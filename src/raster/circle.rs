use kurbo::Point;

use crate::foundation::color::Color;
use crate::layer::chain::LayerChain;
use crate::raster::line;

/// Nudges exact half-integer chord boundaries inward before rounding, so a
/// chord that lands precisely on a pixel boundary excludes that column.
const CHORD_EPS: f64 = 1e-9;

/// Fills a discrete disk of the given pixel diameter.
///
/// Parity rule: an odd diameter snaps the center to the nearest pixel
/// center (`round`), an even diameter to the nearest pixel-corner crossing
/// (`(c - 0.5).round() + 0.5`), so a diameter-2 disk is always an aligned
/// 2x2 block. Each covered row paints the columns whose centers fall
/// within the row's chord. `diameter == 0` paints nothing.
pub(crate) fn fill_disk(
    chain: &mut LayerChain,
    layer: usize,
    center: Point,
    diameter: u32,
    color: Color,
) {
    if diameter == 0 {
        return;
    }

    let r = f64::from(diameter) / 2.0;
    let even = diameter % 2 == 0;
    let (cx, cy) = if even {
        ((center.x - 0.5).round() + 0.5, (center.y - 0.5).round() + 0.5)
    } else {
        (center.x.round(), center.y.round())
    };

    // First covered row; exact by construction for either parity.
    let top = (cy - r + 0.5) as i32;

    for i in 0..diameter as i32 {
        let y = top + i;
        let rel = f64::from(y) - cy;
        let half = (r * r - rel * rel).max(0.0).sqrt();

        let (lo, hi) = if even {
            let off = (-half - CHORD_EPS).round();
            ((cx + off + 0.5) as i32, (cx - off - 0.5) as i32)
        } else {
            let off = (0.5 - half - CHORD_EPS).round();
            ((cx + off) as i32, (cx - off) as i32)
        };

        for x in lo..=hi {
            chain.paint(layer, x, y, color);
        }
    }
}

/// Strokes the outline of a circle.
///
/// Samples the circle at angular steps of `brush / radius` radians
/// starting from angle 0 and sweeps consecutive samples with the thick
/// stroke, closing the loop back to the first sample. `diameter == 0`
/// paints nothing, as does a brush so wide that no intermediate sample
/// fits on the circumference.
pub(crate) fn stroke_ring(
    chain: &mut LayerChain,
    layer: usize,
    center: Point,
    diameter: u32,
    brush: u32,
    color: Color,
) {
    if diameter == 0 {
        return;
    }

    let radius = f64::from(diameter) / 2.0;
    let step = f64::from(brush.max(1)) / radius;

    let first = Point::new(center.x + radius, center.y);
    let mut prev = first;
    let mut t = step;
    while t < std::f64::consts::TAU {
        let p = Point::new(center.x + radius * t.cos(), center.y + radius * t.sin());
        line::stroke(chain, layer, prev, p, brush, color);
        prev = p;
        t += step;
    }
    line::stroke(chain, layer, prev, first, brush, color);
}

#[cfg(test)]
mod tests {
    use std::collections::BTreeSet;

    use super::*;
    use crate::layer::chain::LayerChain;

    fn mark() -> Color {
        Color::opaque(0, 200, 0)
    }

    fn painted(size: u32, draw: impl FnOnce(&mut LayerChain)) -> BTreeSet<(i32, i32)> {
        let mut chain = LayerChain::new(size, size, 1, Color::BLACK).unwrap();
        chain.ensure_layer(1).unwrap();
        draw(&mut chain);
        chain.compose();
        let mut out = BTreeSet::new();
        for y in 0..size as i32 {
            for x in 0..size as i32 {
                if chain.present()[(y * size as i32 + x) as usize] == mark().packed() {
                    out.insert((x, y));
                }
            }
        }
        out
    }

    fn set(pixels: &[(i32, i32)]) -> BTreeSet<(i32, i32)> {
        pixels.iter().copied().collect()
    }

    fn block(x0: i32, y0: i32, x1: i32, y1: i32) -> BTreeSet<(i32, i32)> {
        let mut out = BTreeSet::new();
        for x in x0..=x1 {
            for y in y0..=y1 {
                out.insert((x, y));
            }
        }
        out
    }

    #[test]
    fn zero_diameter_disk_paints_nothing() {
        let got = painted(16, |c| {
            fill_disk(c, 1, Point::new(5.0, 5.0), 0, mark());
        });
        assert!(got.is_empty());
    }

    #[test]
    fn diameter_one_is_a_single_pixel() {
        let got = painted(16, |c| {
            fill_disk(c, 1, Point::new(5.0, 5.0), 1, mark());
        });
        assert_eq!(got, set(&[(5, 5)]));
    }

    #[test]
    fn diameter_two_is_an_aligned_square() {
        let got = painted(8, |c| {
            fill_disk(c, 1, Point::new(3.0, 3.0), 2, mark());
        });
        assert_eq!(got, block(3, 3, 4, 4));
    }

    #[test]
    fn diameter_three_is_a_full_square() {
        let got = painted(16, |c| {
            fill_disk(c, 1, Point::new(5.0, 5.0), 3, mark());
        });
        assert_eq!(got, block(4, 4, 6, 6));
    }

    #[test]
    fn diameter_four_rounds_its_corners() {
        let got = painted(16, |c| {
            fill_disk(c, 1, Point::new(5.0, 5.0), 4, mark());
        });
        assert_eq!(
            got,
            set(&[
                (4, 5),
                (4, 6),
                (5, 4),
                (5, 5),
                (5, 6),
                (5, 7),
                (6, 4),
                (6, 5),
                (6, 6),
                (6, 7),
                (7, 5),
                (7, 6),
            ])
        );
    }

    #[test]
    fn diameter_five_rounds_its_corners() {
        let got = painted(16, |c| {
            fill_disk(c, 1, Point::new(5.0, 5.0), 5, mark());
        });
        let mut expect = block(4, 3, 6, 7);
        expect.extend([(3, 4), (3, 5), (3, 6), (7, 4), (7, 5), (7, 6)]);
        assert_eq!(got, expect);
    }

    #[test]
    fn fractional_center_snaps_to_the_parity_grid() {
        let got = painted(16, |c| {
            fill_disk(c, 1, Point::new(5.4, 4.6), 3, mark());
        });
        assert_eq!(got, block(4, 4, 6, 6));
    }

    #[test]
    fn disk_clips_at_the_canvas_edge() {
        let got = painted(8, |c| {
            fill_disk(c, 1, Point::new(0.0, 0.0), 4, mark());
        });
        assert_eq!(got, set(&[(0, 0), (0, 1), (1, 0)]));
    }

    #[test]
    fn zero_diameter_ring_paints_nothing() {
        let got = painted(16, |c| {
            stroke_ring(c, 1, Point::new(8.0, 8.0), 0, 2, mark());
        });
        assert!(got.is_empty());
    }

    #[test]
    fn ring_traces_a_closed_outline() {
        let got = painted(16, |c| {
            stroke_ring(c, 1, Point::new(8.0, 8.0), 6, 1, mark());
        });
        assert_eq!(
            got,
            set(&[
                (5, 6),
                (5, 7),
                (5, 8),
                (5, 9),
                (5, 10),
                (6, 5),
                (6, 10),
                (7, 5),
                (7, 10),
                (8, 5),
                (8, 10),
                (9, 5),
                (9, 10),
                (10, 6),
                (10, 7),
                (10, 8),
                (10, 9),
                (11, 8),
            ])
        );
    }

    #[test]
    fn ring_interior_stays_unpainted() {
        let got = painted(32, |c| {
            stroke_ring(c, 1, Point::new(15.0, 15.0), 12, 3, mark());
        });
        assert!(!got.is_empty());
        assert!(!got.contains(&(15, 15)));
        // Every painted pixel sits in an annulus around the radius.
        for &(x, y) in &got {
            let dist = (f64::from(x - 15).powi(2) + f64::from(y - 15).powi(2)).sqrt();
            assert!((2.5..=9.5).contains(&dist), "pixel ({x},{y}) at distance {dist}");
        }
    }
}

++++++++++++++++++++

**Exercise**
Go through the material above line by line and state how many lines contain "exact". Give only the number.

**Exercise response**
2